_ASSIGNMENT_. Faithfully repeat all of the records, as they are written below.

Collected data
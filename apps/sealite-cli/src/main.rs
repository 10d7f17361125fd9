mod telemetry;

use std::path::PathBuf;
use std::process::ExitCode;

use clap::{Parser, Subcommand, ValueEnum};
use migration::entities::todos::{ActiveModel as TodoActiveModel, TagList};
use migration::entities::Todos;
use migration::Migrator;
use sealite::{
    Facade, FacadeConfig, FacadeError, MigrationCommand, QueryBuildable, Storage,
    DEFAULT_BATCH_SIZE,
};

const EXIT_FAILURE: u8 = 1;
const EXIT_USAGE: u8 = 2;

#[derive(Clone, Copy, ValueEnum)]
enum MigrateArg {
    Up,
    Down,
    Fresh,
    Reset,
    Refresh,
    Status,
}

impl From<MigrateArg> for MigrationCommand {
    fn from(arg: MigrateArg) -> Self {
        match arg {
            MigrateArg::Up => MigrationCommand::Up,
            MigrateArg::Down => MigrationCommand::Down,
            MigrateArg::Fresh => MigrationCommand::Fresh,
            MigrateArg::Reset => MigrationCommand::Reset,
            MigrateArg::Refresh => MigrationCommand::Refresh,
            MigrateArg::Status => MigrationCommand::Status,
        }
    }
}

#[derive(Subcommand)]
enum Command {
    /// Run a migrator command
    Migrate {
        #[arg(value_enum)]
        command: MigrateArg,
    },
    /// Print defined and applied migrations
    Status,
    /// Insert generated todos
    Seed {
        #[arg(long, default_value_t = 100)]
        count: usize,
        #[arg(long, default_value_t = DEFAULT_BATCH_SIZE)]
        batch_size: usize,
        #[arg(long, default_value = "Todo")]
        prefix: String,
    },
    /// Delete every todo
    Purge {
        #[arg(long, default_value_t = DEFAULT_BATCH_SIZE)]
        batch_size: usize,
    },
    /// Print the number of todos
    Count,
}

#[derive(Parser)]
#[command(name = "sealite")]
#[command(about = "Pooled SQLite maintenance tool")]
struct Cli {
    /// SQLite database file
    #[arg(long, env = "SEALITE_DB_PATH", default_value = "sealite.db")]
    db: String,

    /// Worker threads and execution lanes (defaults to the CPU count)
    #[arg(long, env = "SEALITE_THREADS")]
    threads: Option<usize>,

    /// Emit JSON log lines
    #[arg(long)]
    json_logs: bool,

    #[command(subcommand)]
    command: Command,
}

#[tokio::main]
async fn main() -> ExitCode {
    let cli = match Cli::try_parse() {
        Ok(cli) => cli,
        Err(e) => {
            let _ = e.print();
            return if e.use_stderr() {
                ExitCode::from(EXIT_USAGE)
            } else {
                ExitCode::SUCCESS
            };
        }
    };

    telemetry::init_tracing(cli.json_logs);

    if cli.db.trim() == ":memory:" {
        eprintln!("❌ SQLite in-memory databases are not supported for CLI operations.");
        eprintln!();
        eprintln!("Reason: each CLI invocation would create a fresh database that is destroyed");
        eprintln!("when the command completes, so nothing it does would be kept.");
        eprintln!();
        eprintln!("Example: sealite --db ./todos.db migrate up");
        return ExitCode::from(EXIT_USAGE);
    }

    // SEALITE_* knobs first, flags on top
    let mut config = match FacadeConfig::from_env() {
        Ok(config) => config,
        Err(e) => {
            eprintln!("❌ {e}");
            return ExitCode::from(EXIT_USAGE);
        }
    };
    config.database.storage = Storage::File(PathBuf::from(&cli.db));
    if let Some(threads) = cli.threads {
        config = config.with_threads(threads);
    }

    let facade = match Facade::new(config).await {
        Ok(facade) => facade,
        Err(e @ FacadeError::Config { .. }) => {
            eprintln!("❌ {e}");
            return ExitCode::from(EXIT_USAGE);
        }
        Err(e) => {
            eprintln!("❌ failed to open {}: {e}", cli.db);
            return ExitCode::from(EXIT_FAILURE);
        }
    };

    let result = run(&facade, cli.command).await;
    facade.shutdown().await;

    match result {
        Ok(()) => ExitCode::SUCCESS,
        Err(e) => {
            eprintln!("❌ {e}");
            ExitCode::from(EXIT_FAILURE)
        }
    }
}

async fn run(facade: &Facade, command: Command) -> Result<(), FacadeError> {
    match command {
        Command::Migrate { command } => facade.migrate::<Migrator>(command.into()).await,
        Command::Status => {
            let status = facade.migration_status::<Migrator>().await?;
            println!(
                "backend={} database={} defined={} applied={} latest={}",
                status.backend,
                status.database,
                status.defined,
                status.applied,
                status.latest.as_deref().unwrap_or("<none>")
            );
            Ok(())
        }
        Command::Seed {
            count,
            batch_size,
            prefix,
        } => {
            let todos: Vec<TodoActiveModel> = (0..count)
                .map(|n| TodoActiveModel::create(format!("{prefix} #{n}"), TagList::default()))
                .collect();
            let saved = facade.save_batch(todos, batch_size).await?;
            println!("seeded {saved} todo(s)");
            Ok(())
        }
        Command::Purge { batch_size } => {
            let deleted = facade.delete_all::<Todos>(batch_size).await?;
            println!("deleted {deleted} todo(s)");
            Ok(())
        }
        Command::Count => {
            let count = facade.count(facade.query::<Todos>()).await?;
            println!("{count}");
            Ok(())
        }
    }
}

_ANSWER AREA_.
filename apps/sealite-cli/src/main.rs
repository 10d7f17361125fd9
mod telemetry;

use std::path::PathBuf;
use std::process::ExitCode;

use clap::{Parser, Subcommand, ValueEnum};
use migration::entities::todos::{ActiveModel as TodoActiveModel, TagList};
use migration::entities::Todos;
use migration::Migrator;
use sealite::{
    Facade, FacadeConfig, FacadeError, MigrationCommand, QueryBuildable, Storage,
    DEFAULT_BATCH_SIZE,
};

const EXIT_FAILURE: u8 = 1;
const EXIT_USAGE: u8 = 2;

#[derive(Clone, Copy, ValueEnum)]
enum MigrateArg {
    Up,
    Down,
    Fresh,
    Reset,
    Refresh,
    Status,
}

impl From<MigrateArg> for MigrationCommand {
    fn from(arg: MigrateArg) -> Self {
        match arg {
            MigrateArg::Up => MigrationCommand::Up,
            MigrateArg::Down => MigrationCommand::Down,
            MigrateArg::Fresh => MigrationCommand::Fresh,
            MigrateArg::Reset => MigrationCommand::Reset,
            MigrateArg::Refresh => MigrationCommand::Refresh,
            MigrateArg::Status => MigrationCommand::Status,
        }
    }
}

#[derive(Subcommand)]
enum Command {
    /// Run a migrator command
    Migrate {
        #[arg(value_enum)]
        command: MigrateArg,
    },
    /// Print defined and applied migrations
    Status,
    /// Insert generated todos
    Seed {
        #[arg(long, default_value_t = 100)]
        count: usize,
        #[arg(long, default_value_t = DEFAULT_BATCH_SIZE)]
        batch_size: usize,
        #[arg(long, default_value = "Todo")]
        prefix: String,
    },
    /// Delete every todo
    Purge {
        #[arg(long, default_value_t = DEFAULT_BATCH_SIZE)]
        batch_size: usize,
    },
    /// Print the number of todos
    Count,
}

#[derive(Parser)]
#[command(name = "sealite")]
#[command(about = "Pooled SQLite maintenance tool")]
struct Cli {
    /// SQLite database file
    #[arg(long, env = "SEALITE_DB_PATH", default_value = "sealite.db")]
    db: String,

    /// Worker threads and execution lanes (defaults to the CPU count)
    #[arg(long, env = "SEALITE_THREADS")]
    threads: Option<usize>,

    /// Emit JSON log lines
    #[arg(long)]
    json_logs: bool,

    #[command(subcommand)]
    command: Command,
}

#[tokio::main]
async fn main() -> ExitCode {
    let cli = match Cli::try_parse() {
        Ok(cli) => cli,
        Err(e) => {
            let _ = e.print();
            return if e.use_stderr() {
                ExitCode::from(EXIT_USAGE)
            } else {
                ExitCode::SUCCESS
            };
        }
    };

    telemetry::init_tracing(cli.json_logs);

    if cli.db.trim() == ":memory:" {
        eprintln!("❌ SQLite in-memory databases are not supported for CLI operations.");
        eprintln!();
        eprintln!("Reason: each CLI invocation would create a fresh database that is destroyed");
        eprintln!("when the command completes, so nothing it does would be kept.");
        eprintln!();
        eprintln!("Example: sealite --db ./todos.db migrate up");
        return ExitCode::from(EXIT_USAGE);
    }

    // SEALITE_* knobs first, flags on top
    let mut config = match FacadeConfig::from_env() {
        Ok(config) => config,
        Err(e) => {
            eprintln!("❌ {e}");
            return ExitCode::from(EXIT_USAGE);
        }
    };
    config.database.storage = Storage::File(PathBuf::from(&cli.db));
    if let Some(threads) = cli.threads {
        config = config.with_threads(threads);
    }

    let facade = match Facade::new(config).await {
        Ok(facade) => facade,
        Err(e @ FacadeError::Config { .. }) => {
            eprintln!("❌ {e}");
            return ExitCode::from(EXIT_USAGE);
        }
        Err(e) => {
            eprintln!("❌ failed to open {}: {e}", cli.db);
            return ExitCode::from(EXIT_FAILURE);
        }
    };

    let result = run(&facade, cli.command).await;
    facade.shutdown().await;

    match result {
        Ok(()) => ExitCode::SUCCESS,
        Err(e) => {
            eprintln!("❌ {e}");
            ExitCode::from(EXIT_FAILURE)
        }
    }
}

async fn run(facade: &Facade, command: Command) -> Result<(), FacadeError> {
    match command {
        Command::Migrate { command } => facade.migrate::<Migrator>(command.into()).await,
        Command::Status => {
            let status = facade.migration_status::<Migrator>().await?;
            println!(
                "backend={} database={} defined={} applied={} latest={}",
                status.backend,
                status.database,
                status.defined,
                status.applied,
                status.latest.as_deref().unwrap_or("<none>")
            );
            Ok(())
        }
        Command::Seed {
            count,
            batch_size,
            prefix,
        } => {
            let todos: Vec<TodoActiveModel> = (0..count)
                .map(|n| TodoActiveModel::create(format!("{prefix} #{n}"), TagList::default()))
                .collect();
            let saved = facade.save_batch(todos, batch_size).await?;
            println!("seeded {saved} todo(s)");
            Ok(())
        }
        Command::Purge { batch_size } => {
            let deleted = facade.delete_all::<Todos>(batch_size).await?;
            println!("deleted {deleted} todo(s)");
            Ok(())
        }
        Command::Count => {
            let count = facade.count(facade.query::<Todos>()).await?;
            println!("{count}");
            Ok(())
        }
    }
}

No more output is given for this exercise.